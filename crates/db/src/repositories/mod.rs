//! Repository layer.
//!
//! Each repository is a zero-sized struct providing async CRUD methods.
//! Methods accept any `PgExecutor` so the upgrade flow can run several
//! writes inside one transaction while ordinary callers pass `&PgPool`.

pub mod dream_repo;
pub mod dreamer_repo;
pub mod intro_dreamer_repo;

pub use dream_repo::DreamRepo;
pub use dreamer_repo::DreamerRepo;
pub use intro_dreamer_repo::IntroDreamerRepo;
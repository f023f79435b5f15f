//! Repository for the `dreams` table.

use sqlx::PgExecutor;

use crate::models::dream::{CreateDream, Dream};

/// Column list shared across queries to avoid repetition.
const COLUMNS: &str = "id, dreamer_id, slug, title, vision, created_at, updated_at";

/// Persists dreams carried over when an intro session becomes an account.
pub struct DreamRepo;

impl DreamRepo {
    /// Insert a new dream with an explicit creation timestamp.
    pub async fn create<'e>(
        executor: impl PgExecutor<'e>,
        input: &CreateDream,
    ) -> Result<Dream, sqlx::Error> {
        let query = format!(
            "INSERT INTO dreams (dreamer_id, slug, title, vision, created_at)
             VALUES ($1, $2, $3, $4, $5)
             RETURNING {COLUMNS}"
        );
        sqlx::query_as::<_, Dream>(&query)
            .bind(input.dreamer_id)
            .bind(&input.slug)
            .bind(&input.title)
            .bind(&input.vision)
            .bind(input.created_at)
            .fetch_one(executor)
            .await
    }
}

----------------------------------------

» **WORK TO BE COMPLETED**
Your answer is the line containing "pub mod dream_repo;" plus every line after it through the end of the entries, given again exactly and alone.

» **RESPONSE AREA**
pub mod dream_repo;
pub mod dreamer_repo;
pub mod intro_dreamer_repo;

pub use dream_repo::DreamRepo;
pub use dreamer_repo::DreamerRepo;
pub use intro_dreamer_repo::IntroDreamerRepo;
repository f023f79435b5f15f
//! Repository for the `dreams` table.

use sqlx::PgExecutor;

use crate::models::dream::{CreateDream, Dream};

/// Column list shared across queries to avoid repetition.
const COLUMNS: &str = "id, dreamer_id, slug, title, vision, created_at, updated_at";

/// Persists dreams carried over when an intro session becomes an account.
pub struct DreamRepo;

impl DreamRepo {
    /// Insert a new dream with an explicit creation timestamp.
    pub async fn create<'e>(
        executor: impl PgExecutor<'e>,
        input: &CreateDream,
    ) -> Result<Dream, sqlx::Error> {
        let query = format!(
            "INSERT INTO dreams (dreamer_id, slug, title, vision, created_at)
             VALUES ($1, $2, $3, $4, $5)
             RETURNING {COLUMNS}"
        );
        sqlx::query_as::<_, Dream>(&query)
            .bind(input.dreamer_id)
            .bind(&input.slug)
            .bind(&input.title)
            .bind(&input.vision)
            .bind(input.created_at)
            .fetch_one(executor)
            .await
    }
}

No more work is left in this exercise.